After much delay and I have to say patience from Banggood, I am now putting together this A3 laser engraving machine. Nearly done but still waiting for the actual laser module itself to arrive (the laser is not included in the basic kit) but meanwhile, assembling the kit is a day’s work so I figured I’d better get on with it.

Essentially the unit comes as a well-packed set of 3 motors, various aluminium tubes, a host of pre-cut Perspex pieces and an unfeasible number of nuts, bolts, retainers, wheels and various spacers. I opened the box maybe 9am Friday morning and spent the rest of the day constructing. At first it all looks a little daunting but that apprehension soon goes away, It did not take long to reach the stage where a whole table was needed to hold all the parts but by mid-day I’d cracked the back of this. I also broke one of the Perspex fastener/tensioners however.  Thank heavens for Gorilla glue. I hope it is strong enough.

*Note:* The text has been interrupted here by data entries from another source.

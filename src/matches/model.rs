//! Normalized match model
//!
//! Built once per raw payload by [`process_match_data`](super::process_match_data)
//! and immutable afterwards. Serialized in camelCase for the dashboard.

use crate::matches::reference::{HeroRef, ItemRef};
use chrono::{DateTime, Utc};
use serde::{Deserialize, Serialize};
use std::fmt;

// =============================================================================
// Sides
// =============================================================================

/// One of the two teams
#[derive(Debug, Clone, Copy, PartialEq, Eq, Hash, Serialize, Deserialize)]
#[serde(rename_all = "lowercase")]
pub enum Side {
    Radiant,
    Dire,
}

impl Side {
    pub fn opposite(self) -> Self {
        match self {
            Side::Radiant => Side::Dire,
            Side::Dire => Side::Radiant,
        }
    }

    pub fn as_str(&self) -> &'static str {
        match self {
            Side::Radiant => "Radiant",
            Side::Dire => "Dire",
        }
    }
}

impl fmt::Display for Side {
    fn fmt(&self, f: &mut fmt::Formatter<'_>) -> fmt::Result {
        f.write_str(self.as_str())
    }
}

/// Side credited with an event
#[derive(Debug, Clone, Copy, PartialEq, Eq, Hash, Serialize, Deserialize)]
#[serde(rename_all = "lowercase")]
pub enum EventSide {
    Radiant,
    Dire,
    Neutral,
}

impl EventSide {
    pub fn side(self) -> Option<Side> {
        match self {
            EventSide::Radiant => Some(Side::Radiant),
            EventSide::Dire => Some(Side::Dire),
            EventSide::Neutral => None,
        }
    }
}

impl From<Side> for EventSide {
    fn from(side: Side) -> Self {
        match side {
            Side::Radiant => EventSide::Radiant,
            Side::Dire => EventSide::Dire,
        }
    }
}

// =============================================================================
// Teams & Draft
// =============================================================================

#[derive(Debug, Clone, PartialEq, Serialize, Deserialize)]
#[serde(rename_all = "camelCase")]
pub struct TeamInfo {
    pub id: Option<u64>,
    pub name: String,
    pub tag: String,
    pub logo_url: Option<String>,
}

/// Position a player filled, inferred from lane and ward usage
#[derive(Debug, Clone, Copy, PartialEq, Eq, Hash, Serialize, Deserialize)]
pub enum PlayerRole {
    Carry,
    Mid,
    Offlane,
    Support,
    #[serde(rename = "Hard Support")]
    HardSupport,
    Roaming,
}

impl PlayerRole {
    pub fn as_str(&self) -> &'static str {
        match self {
            PlayerRole::Carry => "Carry",
            PlayerRole::Mid => "Mid",
            PlayerRole::Offlane => "Offlane",
            PlayerRole::Support => "Support",
            PlayerRole::HardSupport => "Hard Support",
            PlayerRole::Roaming => "Roaming",
        }
    }
}

impl fmt::Display for PlayerRole {
    fn fmt(&self, f: &mut fmt::Formatter<'_>) -> fmt::Result {
        f.write_str(self.as_str())
    }
}

/// A drafted hero. `role` is omitted entirely when unknown.
#[derive(Debug, Clone, PartialEq, Serialize, Deserialize)]
#[serde(rename_all = "camelCase")]
pub struct HeroPick {
    pub account_id: Option<u64>,
    pub hero: HeroRef,
    #[serde(default, skip_serializing_if = "Option::is_none")]
    pub role: Option<PlayerRole>,
}

#[derive(Debug, Clone, Default, PartialEq, Serialize, Deserialize)]
#[serde(rename_all = "camelCase")]
pub struct Draft {
    pub radiant_picks: Vec<HeroPick>,
    pub dire_picks: Vec<HeroPick>,
    /// Banned hero ids
    pub radiant_bans: Vec<String>,
    pub dire_bans: Vec<String>,
}

#[derive(Debug, Clone, Copy, PartialEq, Eq, Serialize, Deserialize)]
#[serde(rename_all = "lowercase")]
pub enum PickPosition {
    First,
    Second,
}

/// Which side picked first; both None when the draft has no picks
#[derive(Debug, Clone, Copy, Default, PartialEq, Eq, Serialize, Deserialize)]
pub struct PickOrder {
    pub radiant: Option<PickPosition>,
    pub dire: Option<PickPosition>,
}

// =============================================================================
// Events
// =============================================================================

#[derive(Debug, Clone, Copy, PartialEq, Eq, Hash, Serialize, Deserialize)]
#[serde(rename_all = "snake_case")]
pub enum EventType {
    FirstBlood,
    RoshanKill,
    AegisPickup,
    TowerKill,
    BarracksKill,
    TeamFight,
}

/// Type-specific event payload
#[derive(Debug, Clone, PartialEq, Serialize, Deserialize)]
#[serde(tag = "kind", rename_all = "snake_case")]
pub enum EventDetails {
    FirstBlood {
        #[serde(rename = "killerSlot")]
        killer_slot: Option<u16>,
    },
    Roshan {
        /// 1 for the first Roshan of the game
        #[serde(rename = "killNumber")]
        kill_number: u32,
    },
    Aegis {
        #[serde(rename = "playerSlot")]
        player_slot: Option<u16>,
    },
    Building {
        /// Upstream building name
        name: String,
        lane: Option<String>,
        tier: Option<u8>,
        owner: EventSide,
    },
    TeamFight {
        end: i64,
        deaths: u32,
    },
}

#[derive(Debug, Clone, PartialEq, Serialize, Deserialize)]
pub struct MatchEvent {
    /// Game time in seconds
    pub timestamp: i64,
    #[serde(rename = "type")]
    pub kind: EventType,
    pub side: EventSide,
    pub details: EventDetails,
}

// =============================================================================
// Players
// =============================================================================

#[derive(Debug, Clone, Default, PartialEq, Serialize, Deserialize)]
#[serde(rename_all = "camelCase")]
pub struct PlayerStats {
    pub kills: u32,
    pub deaths: u32,
    pub assists: u32,
    pub last_hits: u32,
    pub denies: u32,
    pub gpm: u32,
    pub xpm: u32,
    pub net_worth: u64,
    pub level: u32,
}

#[derive(Debug, Clone, Default, PartialEq, Serialize, Deserialize)]
#[serde(rename_all = "camelCase")]
pub struct HeroStats {
    pub damage_dealt: u64,
    pub healing_done: u64,
    pub tower_damage: u64,
}

#[derive(Debug, Clone, PartialEq, Serialize, Deserialize)]
#[serde(rename_all = "camelCase")]
pub struct PlayerMatchData {
    pub account_id: u64,
    pub player_name: String,
    pub player_slot: u16,
    pub hero: HeroRef,
    pub role: Option<PlayerRole>,
    pub items: Vec<ItemRef>,
    pub stats: PlayerStats,
    pub hero_stats: HeroStats,
}

#[derive(Debug, Clone, Default, PartialEq, Serialize, Deserialize)]
pub struct MatchPlayers {
    pub radiant: Vec<PlayerMatchData>,
    pub dire: Vec<PlayerMatchData>,
}

// =============================================================================
// Statistics
// =============================================================================

#[derive(Debug, Clone, Copy, Default, PartialEq, Eq, Serialize, Deserialize)]
pub struct Scores {
    pub radiant: u32,
    pub dire: u32,
}

/// Per-minute advantage; `dire[i] == -radiant[i]`
#[derive(Debug, Clone, Default, PartialEq, Eq, Serialize, Deserialize)]
pub struct AdvantageSeries {
    pub minutes: Vec<u32>,
    pub radiant: Vec<i64>,
    pub dire: Vec<i64>,
}

impl AdvantageSeries {
    pub fn from_radiant(radiant: &[i64]) -> Self {
        Self {
            minutes: (0..radiant.len() as u32).collect(),
            radiant: radiant.to_vec(),
            dire: radiant.iter().map(|v| -v).collect(),
        }
    }

    pub fn len(&self) -> usize {
        self.minutes.len()
    }

    pub fn is_empty(&self) -> bool {
        self.minutes.is_empty()
    }
}

#[derive(Debug, Clone, Default, PartialEq, Serialize, Deserialize)]
#[serde(rename_all = "camelCase")]
pub struct MatchStatistics {
    pub scores: Scores,
    pub gold_advantage_series: AdvantageSeries,
    pub xp_advantage_series: AdvantageSeries,
}

// =============================================================================
// Match
// =============================================================================

#[derive(Debug, Clone, PartialEq, Serialize, Deserialize)]
#[serde(rename_all = "camelCase")]
pub struct Match {
    pub id: u64,
    pub date: DateTime<Utc>,
    /// Seconds
    pub duration: u32,
    pub radiant_team: TeamInfo,
    pub dire_team: TeamInfo,
    pub draft: Draft,
    pub players: MatchPlayers,
    pub events: Vec<MatchEvent>,
    pub statistics: MatchStatistics,
    pub result: Side,
    pub pick_order: PickOrder,
}

// =============================================================================
// Derived Views
// =============================================================================

#[derive(Debug, Clone, Copy, Default, PartialEq, Eq, Serialize, Deserialize)]
pub struct FightRecord {
    pub wins: u32,
    pub losses: u32,
}

/// Team fights won and lost by each side
#[derive(Debug, Clone, Copy, Default, PartialEq, Eq, Serialize, Deserialize)]
#[serde(rename_all = "camelCase")]
pub struct TeamFightTally {
    pub radiant: FightRecord,
    pub dire: FightRecord,
    /// Fights won by the side that won the match
    pub won_by_winner: u32,
    /// Fights with no clear winner
    pub even: u32,
}

/// One row of the presentation timeline
#[derive(Debug, Clone, PartialEq, Serialize, Deserialize)]
pub struct GameEvent {
    pub timestamp: i64,
    /// `mm:ss` game clock
    pub clock: String,
    #[serde(rename = "type")]
    pub kind: EventType,
    pub side: EventSide,
    pub description: String,
}

#[cfg(test)]
mod tests {
    use super::*;
    use serde_json::json;

    #[test]
    fn test_role_names() {
        assert_eq!(serde_json::to_value(PlayerRole::HardSupport).unwrap(), json!("Hard Support"));
        assert_eq!(PlayerRole::Offlane.to_string(), "Offlane");
    }

    #[test]
    fn test_pick_without_role_omits_field() {
        let pick = HeroPick {
            account_id: Some(1),
            hero: HeroRef::new(1, "Anti-Mage"),
            role: None,
        };
        let value = serde_json::to_value(&pick).unwrap();
        assert!(value.as_object().unwrap().get("role").is_none());
        assert_eq!(value["accountId"], json!(1));
    }

    #[test]
    fn test_pick_order_serializes_nulls() {
        let order = PickOrder::default();
        assert_eq!(
            serde_json::to_value(order).unwrap(),
            json!({"radiant": null, "dire": null})
        );
    }

    #[test]
    fn test_advantage_series_negates() {
        let series = AdvantageSeries::from_radiant(&[0, 200, -150]);
        assert_eq!(series.minutes, vec![0, 1, 2]);
        assert_eq!(series.dire, vec![0, -200, 150]);
    }

    #[test]
    fn test_event_serialization() {
        let event = MatchEvent {
            timestamp: 600,
            kind: EventType::TowerKill,
            side: EventSide::Radiant,
            details: EventDetails::Building {
                name: "npc_dota_badguys_tower1_mid".into(),
                lane: Some("mid".into()),
                tier: Some(1),
                owner: EventSide::Dire,
            },
        };
        let value = serde_json::to_value(&event).unwrap();
        assert_eq!(value["type"], json!("tower_kill"));
        assert_eq!(value["side"], json!("radiant"));
        assert_eq!(value["details"]["kind"], json!("building"));
        assert_eq!(value["details"]["owner"], json!("dire"));

        let back: MatchEvent = serde_json::from_value(value).unwrap();
        assert_eq!(back, event);
    }
}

Two of the three motors move the laser assembly forward and backward (left and right sides). The third motor is mounted with the laser and moves the latter left and right.

No documentation came with the unit but the Banggood site has construction info, software and drivers. What you see here are my own photos, in the link below, you’ll see the construction photos available, which I used to help me assemble the unit. The images in their docs are good but I was left in doubt as to where to mount the small electronic control box on the front aluminium support beam because other suppliers showed the box mounted vertically whereas in the Banggood-supplied revision, the box mounts horizontally. This box needs some trivial assembly which only takes a few minutes. I do not have detailed wiring information but it looks fairly simple. A power supply is provided. No info as to whether to mount this somewhere or leave lying on the bench (unless I’ve missed something).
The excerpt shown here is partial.